● **TASK ITEM**:
Using the data below, copy out all lines with the word "Result".

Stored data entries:

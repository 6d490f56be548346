//! CLI command handlers for `NuPlanner`.
//!
//! Each command is implemented in its own submodule. Handlers report
//! failures as `✗`-prefixed strings; `main` prints them and sets the exit code.

pub mod cache;
pub mod config;
pub mod plan;

use crate::args::StudentArgs;
use nu_planner::config::Config;
use nu_planner::core::cache::load_catalog;
use nu_planner::core::ingest::{load_catalog_dir, parse_grade_entry, parse_grades_csv};
use nu_planner::core::models::{Catalog, PlanningRequest};
use nu_planner::{debug, error, info};
use std::path::Path;

/// Load the catalog for a planning command
///
/// The cache snapshot is preferred. Without one, the sheets in `catalog_dir`
/// are ingested directly.
pub fn current_catalog(config: &Config) -> Result<Catalog, String> {
    let cache_file = Path::new(&config.paths.cache_file);
    if !config.paths.cache_file.is_empty() && cache_file.exists() {
        return load_catalog(cache_file).map_err(|e| {
            error!("Failed to load cache {}: {e}", cache_file.display());
            format!(
                "✗ Failed to load catalog cache {}: {e}\n  Rebuild it with `nuplanner cache build`.",
                cache_file.display()
            )
        });
    }

    if config.paths.catalog_dir.is_empty() {
        return Err("✗ No catalog cache found and no catalog_dir configured.".to_string());
    }
    let dir = Path::new(&config.paths.catalog_dir);
    info!(
        "No cache at {}; reading sheets from {}",
        cache_file.display(),
        dir.display()
    );
    load_catalog_dir(dir).map_err(|e| {
        error!("Failed to ingest {}: {e}", dir.display());
        format!("✗ Failed to load catalog from {}: {e}", dir.display())
    })
}

/// Assemble a planning request from the student flags
///
/// Grades from `--grades` come first so individual `--grade` flags override them.
pub fn planning_request(student: &StudentArgs) -> Result<PlanningRequest, String> {
    let mut request = PlanningRequest::new(student.terms_studied);
    request.minor.clone_from(&student.minor);

    if let Some(path) = &student.grades {
        let grades = parse_grades_csv(path)
            .map_err(|e| format!("✗ Failed to read grades from {}: {e}", path.display()))?;
        debug!("Read {} grade(s) from {}", grades.len(), path.display());
        request.grades.extend(grades);
    }
    for raw in &student.grade {
        request
            .grades
            .push(parse_grade_entry(raw).map_err(|e| format!("✗ {e}"))?);
    }
    Ok(request)
}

● **OUTPUT FOR THIS TASK**:
pub fn current_catalog(config: &Config) -> Result<Catalog, String> {
pub fn planning_request(student: &StudentArgs) -> Result<PlanningRequest, String> {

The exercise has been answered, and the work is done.